** Records shown follows **

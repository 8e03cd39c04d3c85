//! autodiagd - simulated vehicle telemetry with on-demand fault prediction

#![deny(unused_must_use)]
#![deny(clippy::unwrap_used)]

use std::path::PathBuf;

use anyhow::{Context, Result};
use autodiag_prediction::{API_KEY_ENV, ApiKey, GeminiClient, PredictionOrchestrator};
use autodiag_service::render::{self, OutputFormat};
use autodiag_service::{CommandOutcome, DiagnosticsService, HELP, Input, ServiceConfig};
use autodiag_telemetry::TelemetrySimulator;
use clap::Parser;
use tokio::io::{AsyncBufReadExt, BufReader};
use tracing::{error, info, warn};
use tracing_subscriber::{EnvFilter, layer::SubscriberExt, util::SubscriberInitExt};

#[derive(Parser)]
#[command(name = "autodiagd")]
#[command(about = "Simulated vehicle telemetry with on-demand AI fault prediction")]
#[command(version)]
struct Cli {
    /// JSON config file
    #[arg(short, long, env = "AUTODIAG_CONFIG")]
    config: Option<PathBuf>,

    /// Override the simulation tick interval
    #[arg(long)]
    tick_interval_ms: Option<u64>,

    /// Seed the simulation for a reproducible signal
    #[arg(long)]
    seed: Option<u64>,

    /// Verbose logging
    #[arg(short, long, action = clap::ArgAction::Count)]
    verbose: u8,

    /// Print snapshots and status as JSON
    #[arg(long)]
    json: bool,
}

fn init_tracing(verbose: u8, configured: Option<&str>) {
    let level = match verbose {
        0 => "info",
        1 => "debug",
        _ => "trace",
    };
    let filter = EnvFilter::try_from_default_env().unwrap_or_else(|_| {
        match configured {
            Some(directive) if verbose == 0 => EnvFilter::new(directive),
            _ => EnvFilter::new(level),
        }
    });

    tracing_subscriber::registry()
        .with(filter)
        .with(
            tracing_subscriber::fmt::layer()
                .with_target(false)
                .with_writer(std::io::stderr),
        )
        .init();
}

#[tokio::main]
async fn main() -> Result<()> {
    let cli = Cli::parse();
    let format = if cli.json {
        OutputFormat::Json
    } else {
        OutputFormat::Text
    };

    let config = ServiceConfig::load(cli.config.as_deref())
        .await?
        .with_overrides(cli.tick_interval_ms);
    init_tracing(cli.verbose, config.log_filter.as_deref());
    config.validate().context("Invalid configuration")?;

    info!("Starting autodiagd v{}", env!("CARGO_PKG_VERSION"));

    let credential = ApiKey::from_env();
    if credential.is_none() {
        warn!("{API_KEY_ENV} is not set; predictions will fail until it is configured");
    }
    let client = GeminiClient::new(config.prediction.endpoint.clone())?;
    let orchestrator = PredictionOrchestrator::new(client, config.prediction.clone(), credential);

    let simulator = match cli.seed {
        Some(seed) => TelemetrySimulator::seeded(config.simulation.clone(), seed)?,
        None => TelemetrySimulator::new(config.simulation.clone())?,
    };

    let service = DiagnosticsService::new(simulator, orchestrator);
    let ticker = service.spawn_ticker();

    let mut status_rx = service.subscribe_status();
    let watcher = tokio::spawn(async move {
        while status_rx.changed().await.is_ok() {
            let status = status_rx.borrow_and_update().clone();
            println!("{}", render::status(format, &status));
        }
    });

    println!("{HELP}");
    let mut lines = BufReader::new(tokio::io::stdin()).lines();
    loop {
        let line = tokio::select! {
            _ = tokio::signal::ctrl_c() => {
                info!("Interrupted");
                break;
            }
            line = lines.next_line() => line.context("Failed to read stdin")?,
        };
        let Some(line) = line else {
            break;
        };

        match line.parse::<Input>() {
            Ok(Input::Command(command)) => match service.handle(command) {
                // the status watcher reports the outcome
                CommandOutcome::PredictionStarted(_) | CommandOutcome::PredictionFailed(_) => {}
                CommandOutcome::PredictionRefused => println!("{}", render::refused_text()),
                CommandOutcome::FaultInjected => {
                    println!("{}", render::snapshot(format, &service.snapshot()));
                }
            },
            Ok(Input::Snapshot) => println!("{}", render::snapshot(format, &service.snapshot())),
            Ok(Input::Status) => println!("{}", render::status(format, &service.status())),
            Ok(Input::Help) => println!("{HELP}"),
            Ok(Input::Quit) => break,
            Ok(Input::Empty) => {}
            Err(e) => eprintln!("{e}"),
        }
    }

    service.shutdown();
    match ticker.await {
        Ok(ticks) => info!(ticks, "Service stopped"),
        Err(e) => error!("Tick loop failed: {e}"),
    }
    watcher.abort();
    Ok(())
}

** End of Records shown **
** Records shown follows **

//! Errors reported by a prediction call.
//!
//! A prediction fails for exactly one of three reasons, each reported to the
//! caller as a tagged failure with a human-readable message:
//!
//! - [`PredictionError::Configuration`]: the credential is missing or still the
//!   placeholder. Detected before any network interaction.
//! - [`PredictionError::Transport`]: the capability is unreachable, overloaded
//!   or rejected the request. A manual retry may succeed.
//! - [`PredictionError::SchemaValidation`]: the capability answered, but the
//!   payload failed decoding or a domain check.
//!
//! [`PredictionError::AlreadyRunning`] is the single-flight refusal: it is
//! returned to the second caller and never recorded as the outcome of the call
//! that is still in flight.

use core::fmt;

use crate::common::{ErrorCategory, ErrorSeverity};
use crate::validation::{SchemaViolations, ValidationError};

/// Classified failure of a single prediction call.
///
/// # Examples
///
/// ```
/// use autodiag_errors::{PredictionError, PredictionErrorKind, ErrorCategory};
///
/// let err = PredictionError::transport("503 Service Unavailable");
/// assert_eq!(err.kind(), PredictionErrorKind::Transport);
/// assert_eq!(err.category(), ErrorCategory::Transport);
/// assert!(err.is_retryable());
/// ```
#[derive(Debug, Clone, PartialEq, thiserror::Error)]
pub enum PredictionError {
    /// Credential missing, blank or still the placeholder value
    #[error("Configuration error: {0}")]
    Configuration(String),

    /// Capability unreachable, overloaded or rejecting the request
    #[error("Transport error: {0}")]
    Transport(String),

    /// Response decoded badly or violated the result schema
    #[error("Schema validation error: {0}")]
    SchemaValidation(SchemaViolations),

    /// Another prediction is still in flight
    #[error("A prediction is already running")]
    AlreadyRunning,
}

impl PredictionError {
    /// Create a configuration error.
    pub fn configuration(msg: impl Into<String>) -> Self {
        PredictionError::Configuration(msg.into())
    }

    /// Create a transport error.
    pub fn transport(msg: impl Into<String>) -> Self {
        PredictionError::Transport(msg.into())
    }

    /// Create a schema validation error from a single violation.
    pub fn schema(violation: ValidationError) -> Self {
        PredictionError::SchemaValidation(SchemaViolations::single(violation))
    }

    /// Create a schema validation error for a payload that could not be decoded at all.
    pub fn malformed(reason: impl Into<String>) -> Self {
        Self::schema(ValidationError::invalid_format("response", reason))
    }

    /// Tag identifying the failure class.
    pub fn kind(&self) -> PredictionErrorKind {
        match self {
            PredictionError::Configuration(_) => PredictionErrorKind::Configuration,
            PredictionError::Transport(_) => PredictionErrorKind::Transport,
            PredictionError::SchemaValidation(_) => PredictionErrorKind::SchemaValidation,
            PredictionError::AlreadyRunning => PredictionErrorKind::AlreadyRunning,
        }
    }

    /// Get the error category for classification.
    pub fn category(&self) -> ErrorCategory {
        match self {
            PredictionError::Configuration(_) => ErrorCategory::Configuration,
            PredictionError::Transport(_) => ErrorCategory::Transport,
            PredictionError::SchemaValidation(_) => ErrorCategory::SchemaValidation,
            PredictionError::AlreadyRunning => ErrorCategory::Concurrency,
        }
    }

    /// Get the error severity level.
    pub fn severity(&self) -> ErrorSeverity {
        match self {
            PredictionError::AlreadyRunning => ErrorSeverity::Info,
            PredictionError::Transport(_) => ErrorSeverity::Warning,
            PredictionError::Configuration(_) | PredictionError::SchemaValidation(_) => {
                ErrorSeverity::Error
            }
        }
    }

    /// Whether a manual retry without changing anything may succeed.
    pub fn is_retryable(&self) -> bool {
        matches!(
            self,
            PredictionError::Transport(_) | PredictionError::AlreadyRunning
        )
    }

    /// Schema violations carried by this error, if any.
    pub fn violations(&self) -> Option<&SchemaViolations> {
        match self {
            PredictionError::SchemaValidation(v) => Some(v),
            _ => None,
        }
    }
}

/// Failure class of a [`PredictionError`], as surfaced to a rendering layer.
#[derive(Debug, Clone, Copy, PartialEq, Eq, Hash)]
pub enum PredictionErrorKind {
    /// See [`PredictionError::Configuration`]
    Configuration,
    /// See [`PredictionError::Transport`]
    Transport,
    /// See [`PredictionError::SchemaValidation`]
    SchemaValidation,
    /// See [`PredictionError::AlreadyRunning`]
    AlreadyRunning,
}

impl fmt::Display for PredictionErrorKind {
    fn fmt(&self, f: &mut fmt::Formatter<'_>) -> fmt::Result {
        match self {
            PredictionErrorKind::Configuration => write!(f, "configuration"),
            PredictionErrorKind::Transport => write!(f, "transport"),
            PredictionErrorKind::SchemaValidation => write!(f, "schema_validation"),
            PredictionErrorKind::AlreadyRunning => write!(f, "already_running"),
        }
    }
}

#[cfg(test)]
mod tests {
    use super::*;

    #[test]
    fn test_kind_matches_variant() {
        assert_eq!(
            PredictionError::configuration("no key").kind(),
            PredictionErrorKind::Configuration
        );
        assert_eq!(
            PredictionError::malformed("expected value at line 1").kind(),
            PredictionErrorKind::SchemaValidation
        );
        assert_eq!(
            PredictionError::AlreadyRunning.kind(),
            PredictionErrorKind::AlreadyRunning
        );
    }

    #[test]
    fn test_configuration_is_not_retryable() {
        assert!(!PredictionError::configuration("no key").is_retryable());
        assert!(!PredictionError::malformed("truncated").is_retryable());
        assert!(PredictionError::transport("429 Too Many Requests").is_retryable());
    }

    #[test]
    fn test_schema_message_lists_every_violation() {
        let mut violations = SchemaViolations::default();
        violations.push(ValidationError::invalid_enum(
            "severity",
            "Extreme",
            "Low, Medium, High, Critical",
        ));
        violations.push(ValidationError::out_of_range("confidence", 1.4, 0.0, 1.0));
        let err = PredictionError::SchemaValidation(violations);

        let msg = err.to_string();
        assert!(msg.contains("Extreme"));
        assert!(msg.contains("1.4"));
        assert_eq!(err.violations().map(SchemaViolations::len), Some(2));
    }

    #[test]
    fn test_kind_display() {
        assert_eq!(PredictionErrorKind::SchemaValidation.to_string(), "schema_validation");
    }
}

** End of Records shown **

__Assignment__
Each line of the entries where the string "caller" occurs should be shown.

__Response box__
//! caller as a tagged failure with a human-readable message:
//! returned to the second caller and never recorded as the outcome of the call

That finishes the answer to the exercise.